Introduction

Parkinson’s disease (PD) is the second most prevalent and most rapidly growing neurodegenerative disorder1,2, with an estimated prevalence of 9.4 million3 cases in 2020, marking a substantial increase from 5.2 million cases in 20044. The prodromal phase of PD has many well-recognised motor-related symptoms, such as subtle motor dysfunction, that are believed to occur over a decade before diagnosis5. Recognising these early indicators could provide crucial insights for improved disease understanding and may offer the possibility of identifying modifiable risk factors for developing PD.

In existing literature, low self-reported physical activity has been associated with a higher risk of incident PD6,7. Despite these observations, uncertainties remain, stemming from a reliance on self-report measurements of physical activity, which are crude and less reliable, creating greater uncertainties in observed associations8,9. In addition, PD’s progressive and prolonged development poses challenges in distinguishing between incident and prevalent cases. This ambiguity can introduce reverse-causation bias, where the observed associations may be influenced by the change in behaviour of individuals who already have underlying PD, rather than vice-versa. One common approach to mitigate potential reverse causation is to exclude the first few years of follow-up data. In PD studies, there is inconsistency around the number of years removed across studies, ranging between four to ten years, however, reduced activity levels were still significantly associated with incident PD after this exclusion6.

Daily step counts serve as a valuable proxy for measuring physical activity levels. One of the primary advantages of using average daily steps over other physical activity metrics is their simplicity, allowing for clear communication and understanding among the general population. This ease of interpretation helps in translating research findings into effective public health messaging10. Existing research into the association between physical activity and incident PD have typically used metabolic equivalent of task (MET) scores to estimate physical activity6. However, the increasing adoption of wearable devices, capable of estimating step counts, has encouraged research on their accuracy and reliability, particularly in populations diagnosed with PD11,12. The translatable nature of daily step counts encourages the expansion of this research into incident PD, allowing for results to offer insight into public health recommendations for potential disease prevention.
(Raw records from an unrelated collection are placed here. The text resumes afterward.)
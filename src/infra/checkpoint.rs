// ============================================================
// Checkpoint Manager
// ============================================================
// Persists the trained model artifact and the run configuration:
//
//   <dir>/model.*            — model weights (burn CompactRecorder)
//   <dir>/train_config.json  — the TrainingConfig of the run
//
// The config is saved alongside the weights so a later consumer
// can rebuild the exact architecture before loading them.

use std::{fs, path::PathBuf};

use burn::{
    module::Module,
    record::{CompactRecorder, Recorder},
    tensor::backend::AutodiffBackend,
};

use crate::config::TrainingConfig;
use crate::error::{PipelineError, Result};
use crate::ml::model::LmModel;

pub struct CheckpointManager {
    dir: PathBuf,
}

impl CheckpointManager {
    pub fn new(dir: impl Into<String>) -> Self {
        Self { dir: PathBuf::from(dir.into()) }
    }

    /// Persist the trained model, creating directories as needed.
    pub fn save_model<B: AutodiffBackend>(&self, model: &LmModel<B>) -> Result<()> {
        fs::create_dir_all(&self.dir)?;

        // The recorder appends its own .mpk.gz extension
        let path = self.dir.join("model");
        CompactRecorder::new()
            .record(model.clone().into_record(), path.clone())
            .map_err(|e| {
                PipelineError::Model(format!("failed to save model to '{}': {e}", path.display()))
            })?;

        tracing::info!("Model saved to {}", self.dir.display());
        Ok(())
    }

    /// Persist the run configuration next to the weights.
    pub fn save_config(&self, config: &TrainingConfig) -> Result<()> {
        fs::create_dir_all(&self.dir)?;

        let path = self.dir.join("train_config.json");
        fs::write(&path, serde_json::to_string_pretty(config)?)?;

        tracing::debug!("Saved training config to '{}'", path.display());
        Ok(())
    }
}

// ─── Unit Tests ───────────────────────────────────────────────────────────────
#[cfg(test)]
mod tests {
    use super::*;
    use tempfile::TempDir;

    #[test]
    fn test_save_config_round_trips() {
        let dir = TempDir::new().unwrap();
        let manager = CheckpointManager::new(dir.path().to_str().unwrap());

        let config = TrainingConfig::new(3, 8);
        manager.save_config(&config).unwrap();

        let raw = std::fs::read_to_string(dir.path().join("train_config.json")).unwrap();
        let loaded: TrainingConfig = serde_json::from_str(&raw).unwrap();
        assert_eq!(loaded.epochs, 3);
        assert_eq!(loaded.batch_size, 8);
        assert_eq!(loaded.warmup_steps, config.warmup_steps);
    }

    #[test]
    fn test_creates_missing_directories() {
        let dir = TempDir::new().unwrap();
        let nested = dir.path().join("a/b/c");
        let manager = CheckpointManager::new(nested.to_str().unwrap());

        manager.save_config(&TrainingConfig::default()).unwrap();
        assert!(nested.join("train_config.json").exists());
    }
}
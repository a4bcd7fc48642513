// ============================================================
// Early Stopping
// ============================================================
// Watches validation loss across epochs and signals the trainer
// to halt once it has gone `patience` consecutive epochs without
// improving on the best value seen so far.

/// Halt criterion over the per-epoch validation loss.
#[derive(Clone, Debug)]
pub struct EarlyStopping {
    /// Epochs to wait for improvement before stopping
    patience: usize,
    /// Best validation loss seen so far
    best_loss: f64,
    /// Consecutive epochs without improvement
    epochs_without_improvement: usize,
}

impl EarlyStopping {
    pub fn new(patience: usize) -> Self {
        Self {
            patience,
            best_loss: f64::INFINITY,
            epochs_without_improvement: 0,
        }
    }

    /// Record this epoch's validation loss. Returns true when
    /// training should stop.
    pub fn should_stop(&mut self, val_loss: f64) -> bool {
        if val_loss < self.best_loss {
            self.best_loss = val_loss;
            self.epochs_without_improvement = 0;
        } else {
            self.epochs_without_improvement += 1;
        }
        self.epochs_without_improvement >= self.patience
    }

    pub fn best_loss(&self) -> f64 {
        self.best_loss
    }
}

// ─── Unit Tests ───────────────────────────────────────────────────────────────
#[cfg(test)]
mod tests {
    use super::*;

    #[test]
    fn test_improving_loss_never_stops() {
        let mut stopper = EarlyStopping::new(3);
        for loss in [1.0, 0.9, 0.8, 0.7, 0.6] {
            assert!(!stopper.should_stop(loss));
        }
        assert!((stopper.best_loss() - 0.6).abs() < f64::EPSILON);
    }

    #[test]
    fn test_stops_after_patience_exhausted() {
        let mut stopper = EarlyStopping::new(3);
        assert!(!stopper.should_stop(1.0));
        assert!(!stopper.should_stop(1.1));
        assert!(!stopper.should_stop(1.2));
        assert!(stopper.should_stop(1.3));
    }

    #[test]
    fn test_improvement_resets_patience() {
        let mut stopper = EarlyStopping::new(2);
        assert!(!stopper.should_stop(1.0));
        assert!(!stopper.should_stop(1.5));
        // New best resets the counter
        assert!(!stopper.should_stop(0.9));
        assert!(!stopper.should_stop(1.5));
        assert!(stopper.should_stop(1.5));
    }

    #[test]
    fn test_equal_loss_counts_as_no_improvement() {
        let mut stopper = EarlyStopping::new(2);
        assert!(!stopper.should_stop(1.0));
        assert!(!stopper.should_stop(1.0));
        assert!(stopper.should_stop(1.0));
    }
}
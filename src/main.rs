#![allow(dead_code)]
#![recursion_limit = "256"]

mod cli;
mod config;
mod error;
mod application;
mod domain;
mod data;
mod ml;
mod infra;

use anyhow::Result;
use cli::Cli;
use clap::Parser;

fn main() -> Result<()> {
    tracing_subscriber::fmt()
        .with_env_filter(
            tracing_subscriber::EnvFilter::from_default_env()
                .add_directive("llama_finetune=info".parse().unwrap()),
        )
        .init();

    let cli = Cli::parse();
    cli.run()
}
We, therefore, aimed to investigate the association between accelerometer-measured daily step counts and incident Parkinson’s disease, and how this association changed with latter windows of follow-up.

Results

Participant characteristics

After exclusions, this study consisted of 94,696 UK Biobank physical activity monitoring study13 participants (Fig. 1).

Fig. 1
figure 1

Exclusion flow diagram for analysis of UK Biobank physical activity monitoring population. TDI Townsend deprivation index.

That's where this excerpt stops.